A teenage girl, who has dual New Zealand and Norwegian citizenship, was believed to be on the island at the time of the shooting and remains missing, a spokesman for the Ministry of Foreign Affairs and Trade said today.
The New Zealand embassy was in direct contact with the teen's family.
Oslo vigil draws massive crowds
More than 100,000 Norwegians thronged central Oslo in a vigil for the victims of a last week's attacks, just hours after Anders Behring Breivik told a court hearing that he had an active network of accomplices.
Breivik, the gunman who said he was behind the massacre, was remanded in custody for eight weeks while the investigation into the attacks continues.
As thousands of flower-carrying Norwegians filed through the city centre in an overwhelming show of both grief and solidarity, even Behring Breivik's father said he wished his son had taken his own life.
Norwegian Prime Minister Jens Stoltenberg admitted the country would be changed permanently by the car bombing in Olso and mass shootings on a nearby island, but vowed to ensure it remains an open society.
He told the grimly defiant crowd massed in the city centre: "Evil can kill a person but it cannot kill a people."

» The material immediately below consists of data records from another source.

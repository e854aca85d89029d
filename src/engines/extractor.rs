//! Pulling the user's search text out of a result page URL

use super::descriptor::EngineDescriptor;
use super::rules::{QueryParams, QueryRule};
use tracing::{debug, warn};
use url::Url;

/// Parameters tried, in order, when an engine declares no query rule
const FALLBACK_PARAMS: [&str; 2] = ["q", "query"];

const SITE_TOKEN: &str = "site:";

/// The query the user typed on `engine`'s page, or `None` when there is no usable query.
///
/// Blank results count as no query. When the engine has a site filter and the raw
/// value carries a `site:` token, the query is only returned if the token names the
/// filtered site.
pub fn extract(engine: &EngineDescriptor, url: &Url, params: &QueryParams) -> Option<String> {
    let raw = raw_query(engine, url, params)?;

    let query = match engine.site.as_deref() {
        Some(site) if raw.contains(SITE_TOKEN) => scoped_to_site(&raw, site)?,
        _ => raw,
    };

    if query.trim().is_empty() {
        None
    } else {
        Some(query)
    }
}

fn raw_query(engine: &EngineDescriptor, url: &Url, params: &QueryParams) -> Option<String> {
    match &engine.query {
        Some(QueryRule::Param(name)) => params.get(name).map(str::to_string),
        Some(QueryRule::Params(names)) => names
            .iter()
            .find_map(|name| params.non_empty(name))
            .map(str::to_string),
        Some(QueryRule::Regex(pattern)) => pattern.extract(url.as_str()).map(str::to_string),
        Some(QueryRule::Extractor(extractor)) => match extractor.call(url, params) {
            Ok(query) => query,
            Err(e) => {
                warn!(
                    "Extractor {} of engine {} failed: {}",
                    extractor.name(),
                    engine.title,
                    e
                );
                None
            }
        },
        None => FALLBACK_PARAMS
            .iter()
            .find_map(|name| params.non_empty(name))
            .map(str::to_string),
    }
}

/// Search term of a `term site:name` query when `name` is the wanted site.
///
/// Only the first `site:` segment names the site; later ones are ignored.
fn scoped_to_site(raw: &str, site: &str) -> Option<String> {
    let mut parts = raw.split(SITE_TOKEN);
    let term = parts.next()?;
    let site_name = parts.next()?.trim();
    if site_name == site {
        Some(term.trim().to_string())
    } else {
        debug!("Query is scoped to {} rather than {}", site_name, site);
        None
    }
}
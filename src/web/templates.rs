//! Template rendering with Tera

use anyhow::Result;
use tera::{Context, Tera};

/// Template renderer
pub struct Templates {
    tera: Tera,
}

impl Templates {
    /// Create a new template renderer with embedded templates
    pub fn new() -> Result<Self> {
        let mut tera = Tera::default();

        tera.add_raw_template("base.html", include_str!("../templates/base.html"))?;
        tera.add_raw_template("settings.html", include_str!("../templates/settings.html"))?;
        tera.add_raw_template("bar.html", include_str!("../templates/bar.html"))?;

        Ok(Self { tera })
    }

    /// Render a template with a Tera Context
    pub fn render_with_context(&self, template: &str, context: &Context) -> Result<String> {
        Ok(self.tera.render(template, context)?)
    }
}
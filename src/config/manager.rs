//! Loading and saving the engine configuration blob
//!
//! The blob is `{"engines": [...]}` stored as JSON under a single key. Anything that
//! keeps it from being used (absent, unreadable, malformed, invalid) falls back to the
//! built-in engine list. Failed writes are reported to the caller.

use super::defaults::default_engines;
use super::settings::CONFIG_KEY;
use super::store::KeyValueStore;
use crate::engines::{validate_engines, EngineDescriptor};
use crate::error::ConfigError;
use serde::{Deserialize, Serialize};
use std::sync::Arc;
use tracing::{error, info, warn};

/// The persisted engine configuration
#[derive(Debug, Clone, PartialEq, Serialize, Deserialize)]
pub struct ConfigData {
    pub engines: Vec<EngineDescriptor>,
}

impl Default for ConfigData {
    fn default() -> Self {
        Self {
            engines: default_engines(),
        }
    }
}

impl ConfigData {
    /// Parse and validate a configuration blob
    pub fn from_json(raw: &str) -> Result<Self, ConfigError> {
        let config: ConfigData = serde_json::from_str(raw)?;
        config.validate()?;
        Ok(config)
    }

    pub fn validate(&self) -> Result<(), ConfigError> {
        validate_engines(&self.engines)
    }
}

/// Message posted back by the settings page
#[derive(Debug, Clone, PartialEq, Serialize, Deserialize)]
#[serde(tag = "type", rename_all = "camelCase")]
pub enum SettingsMessage {
    SaveConfiguration { engines: Vec<EngineDescriptor> },
    ResetConfiguration,
}

/// Reads and writes [`ConfigData`] through a [`KeyValueStore`]
#[derive(Clone)]
pub struct ConfigManager {
    store: Arc<dyn KeyValueStore>,
    key: String,
}

impl ConfigManager {
    pub fn new(store: Arc<dyn KeyValueStore>) -> Self {
        Self::with_key(store, CONFIG_KEY)
    }

    pub fn with_key(store: Arc<dyn KeyValueStore>, key: impl Into<String>) -> Self {
        Self {
            store,
            key: key.into(),
        }
    }

    /// Stored configuration, or the built-in defaults when none is usable
    pub fn load_configuration(&self) -> ConfigData {
        match self.store.get(&self.key) {
            Ok(Some(raw)) => match ConfigData::from_json(&raw) {
                Ok(config) => return config,
                Err(e) => warn!("Failed to load configuration, using defaults: {}", e),
            },
            Ok(None) => {}
            Err(e) => warn!("Failed to read configuration, using defaults: {}", e),
        }
        ConfigData::default()
    }

    /// Validate and persist a configuration
    pub fn save_configuration(&self, config: &ConfigData) -> Result<(), ConfigError> {
        config.validate()?;
        self.write(config)?;
        info!("Saved configuration with {} engines", config.engines.len());
        Ok(())
    }

    /// Overwrite the stored configuration with the built-in defaults
    pub fn reset_configuration(&self) -> Result<(), ConfigError> {
        self.write(&ConfigData::default())?;
        info!("Reset configuration to defaults");
        Ok(())
    }

    /// Whether anything is stored under the configuration key
    pub fn has_custom_configuration(&self) -> bool {
        match self.store.get(&self.key) {
            Ok(saved) => saved.is_some(),
            Err(e) => {
                warn!("Failed to check for custom configuration: {}", e);
                false
            }
        }
    }

    /// Apply a message from the settings page
    pub fn apply(&self, message: SettingsMessage) -> Result<ConfigData, ConfigError> {
        match message {
            SettingsMessage::SaveConfiguration { engines } => {
                let config = ConfigData { engines };
                self.save_configuration(&config)?;
                Ok(config)
            }
            SettingsMessage::ResetConfiguration => {
                self.reset_configuration()?;
                Ok(ConfigData::default())
            }
        }
    }

    fn write(&self, config: &ConfigData) -> Result<(), ConfigError> {
        let raw = serde_json::to_string(config)?;
        self.store.set(&self.key, &raw).map_err(|e| {
            error!("Failed to save configuration: {}", e);
            ConfigError::from(e)
        })
    }
}

#[cfg(test)]
mod tests {
    use super::*;
    use crate::config::store::{FileStore, MemoryStore};
    use crate::error::StoreError;
    use crate::util::HexColor;

    struct ReadOnlyStore;

    impl KeyValueStore for ReadOnlyStore {
        fn get(&self, _key: &str) -> Result<Option<String>, StoreError> {
            Ok(None)
        }

        fn set(&self, _key: &str, _value: &str) -> Result<(), StoreError> {
            Err(StoreError::Poisoned)
        }

        fn remove(&self, _key: &str) -> Result<(), StoreError> {
            Err(StoreError::Poisoned)
        }
    }

    fn manager() -> (Arc<MemoryStore>, ConfigManager) {
        let store = Arc::new(MemoryStore::new());
        let manager = ConfigManager::new(store.clone());
        (store, manager)
    }

    fn custom() -> ConfigData {
        ConfigData {
            engines: vec![EngineDescriptor::new(
                "Kagi",
                "https://kagi.com/search?q=%s",
                HexColor::rgb(0xFF, 0xB3, 0x19),
            )],
        }
    }

    #[test]
    fn test_empty_store_uses_defaults() {
        let (_, manager) = manager();
        assert_eq!(manager.load_configuration(), ConfigData::default());
        assert!(!manager.has_custom_configuration());
    }

    #[test]
    fn test_malformed_blob_uses_defaults() {
        let (store, manager) = manager();
        store.set(CONFIG_KEY, "not json").unwrap();
        assert_eq!(manager.load_configuration(), ConfigData::default());
        assert!(manager.has_custom_configuration());
    }

    #[test]
    fn test_wrong_shape_uses_defaults() {
        let (store, manager) = manager();
        store.set(CONFIG_KEY, r#"{"engines": {"title": "x"}}"#).unwrap();
        assert_eq!(manager.load_configuration(), ConfigData::default());
    }

    #[test]
    fn test_invalid_engine_uses_defaults() {
        let (store, manager) = manager();
        store
            .set(
                CONFIG_KEY,
                r##"{"engines": [{"title": "No placeholder", "url": "https://x.test/", "color": "#000000"}]}"##,
            )
            .unwrap();
        assert_eq!(manager.load_configuration(), ConfigData::default());
    }

    #[test]
    fn test_save_then_load() {
        let (_, manager) = manager();
        manager.save_configuration(&custom()).unwrap();
        assert_eq!(manager.load_configuration(), custom());
    }

    #[test]
    fn test_save_rejects_invalid_configuration() {
        let (store, manager) = manager();
        let mut config = custom();
        config.engines[0].url = "https://kagi.com/".to_string();
        assert!(matches!(
            manager.save_configuration(&config),
            Err(ConfigError::Invalid { .. })
        ));
        assert_eq!(store.get(CONFIG_KEY).unwrap(), None);
    }

    #[test]
    fn test_reset_recovers_corrupt_file_store() {
        let dir = tempfile::tempdir().unwrap();
        let path = dir.path().join("storage.json");
        std::fs::write(&path, "{ truncated").unwrap();
        let manager = ConfigManager::new(Arc::new(FileStore::new(&path)));

        assert_eq!(manager.load_configuration(), ConfigData::default());
        manager.reset_configuration().unwrap();
        assert!(manager.has_custom_configuration());

        manager.save_configuration(&custom()).unwrap();
        assert_eq!(manager.load_configuration(), custom());
    }

    #[test]
    fn test_write_failure_is_reported() {
        let manager = ConfigManager::new(Arc::new(ReadOnlyStore));
        assert!(matches!(
            manager.save_configuration(&custom()),
            Err(ConfigError::Store(_))
        ));
        assert!(manager.reset_configuration().is_err());
    }

    #[test]
    fn test_settings_messages() {
        let (_, manager) = manager();

        let save: SettingsMessage = serde_json::from_str(
            r##"{"type": "saveConfiguration", "engines": [{"title": "Kagi", "url": "https://kagi.com/search?q=%s", "color": "#FFB319"}]}"##,
        )
        .unwrap();
        assert_eq!(manager.apply(save).unwrap(), custom());
        assert_eq!(manager.load_configuration(), custom());

        let reset: SettingsMessage = serde_json::from_str(r#"{"type": "resetConfiguration"}"#).unwrap();
        assert_eq!(reset, SettingsMessage::ResetConfiguration);
        manager.apply(reset).unwrap();
        assert_eq!(manager.load_configuration(), ConfigData::default());
    }
}
//! Leading-edge throttling for high-frequency event handlers
//!
//! The first call in a window runs immediately; calls that arrive before the window
//! closes are dropped, never queued.

use std::time::{Duration, Instant};

/// Gate admitting at most one call per `limit`
#[derive(Debug, Clone)]
pub struct Throttle {
    limit: Duration,
    last: Option<Instant>,
}

impl Throttle {
    pub fn new(limit: Duration) -> Self {
        Self { limit, last: None }
    }

    pub fn from_millis(limit_ms: u64) -> Self {
        Self::new(Duration::from_millis(limit_ms))
    }

    pub fn limit(&self) -> Duration {
        self.limit
    }

    /// Whether a call arriving at `now` may run; an admitted call opens a new window
    pub fn admit_at(&mut self, now: Instant) -> bool {
        match self.last {
            Some(last) if now.saturating_duration_since(last) < self.limit => false,
            _ => {
                self.last = Some(now);
                true
            }
        }
    }

    pub fn admit(&mut self) -> bool {
        self.admit_at(Instant::now())
    }
}

impl Default for Throttle {
    fn default() -> Self {
        Self::from_millis(crate::DEFAULT_THROTTLE_MS)
    }
}

/// A callback wrapped in a [`Throttle`], for front ends that hand over a handler
/// instead of asking [`Throttle::admit_at`] themselves
pub struct Throttled<F> {
    gate: Throttle,
    callback: F,
}

impl<F> Throttled<F> {
    pub fn new(callback: F, limit: Duration) -> Self {
        Self {
            gate: Throttle::new(limit),
            callback,
        }
    }

    /// Run the callback if the gate admits a call at `now`
    pub fn call_at<A, R>(&mut self, now: Instant, arg: A) -> Option<R>
    where
        F: FnMut(A) -> R,
    {
        if self.gate.admit_at(now) {
            Some((self.callback)(arg))
        } else {
            None
        }
    }

    pub fn call<A, R>(&mut self, arg: A) -> Option<R>
    where
        F: FnMut(A) -> R,
    {
        self.call_at(Instant::now(), arg)
    }
}

#[cfg(test)]
mod tests {
    use super::*;

    #[test]
    fn test_trailing_calls_are_dropped() {
        let t0 = Instant::now();
        let mut fired = Vec::new();
        let mut throttled = Throttled::new(|t: u64| fired.push(t), Duration::from_millis(100));

        for t in [0u64, 30, 150] {
            throttled.call_at(t0 + Duration::from_millis(t), t);
        }
        drop(throttled);

        assert_eq!(fired, vec![0, 150]);
    }

    #[test]
    fn test_window_reopens_at_limit() {
        let t0 = Instant::now();
        let mut gate = Throttle::from_millis(100);
        assert!(gate.admit_at(t0));
        assert!(!gate.admit_at(t0 + Duration::from_millis(99)));
        assert!(gate.admit_at(t0 + Duration::from_millis(100)));
        assert!(!gate.admit_at(t0 + Duration::from_millis(150)));
    }

    #[test]
    fn test_call_returns_callback_result() {
        let t0 = Instant::now();
        let mut doubled = Throttled::new(|x: i32| x * 2, Duration::from_millis(100));
        assert_eq!(doubled.call_at(t0, 4), Some(8));
        assert_eq!(doubled.call_at(t0 + Duration::from_millis(10), 5), None);
    }
}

Finnish police to scan for internet extremists
Meanwhile Finnish police say they'll monitor the Internet more rigorously for evidence of extremists plots following last week's twin massacres in neighbouring Norway.
Deputy police commissioner Robin Lardot said his forces will play closer attention to fragmented pieces of information - known as "weak signals" - in case they connect to a credible terrorist threat.
He told public YLE radio that Finnish police previously enhanced their online surveillance after a 22-year-student gunned down 10 people at a vocational school in the central town of Kauhajoki in September 2008.
The gunman in the Kauhajoki shooting, who also killed himself, had dropped hints about his plans before carrying out the attack, as in the Norwegian case, Lardot said.
In both cases "the perpetrators had a need to say that they were preparing something like this," Lardot added.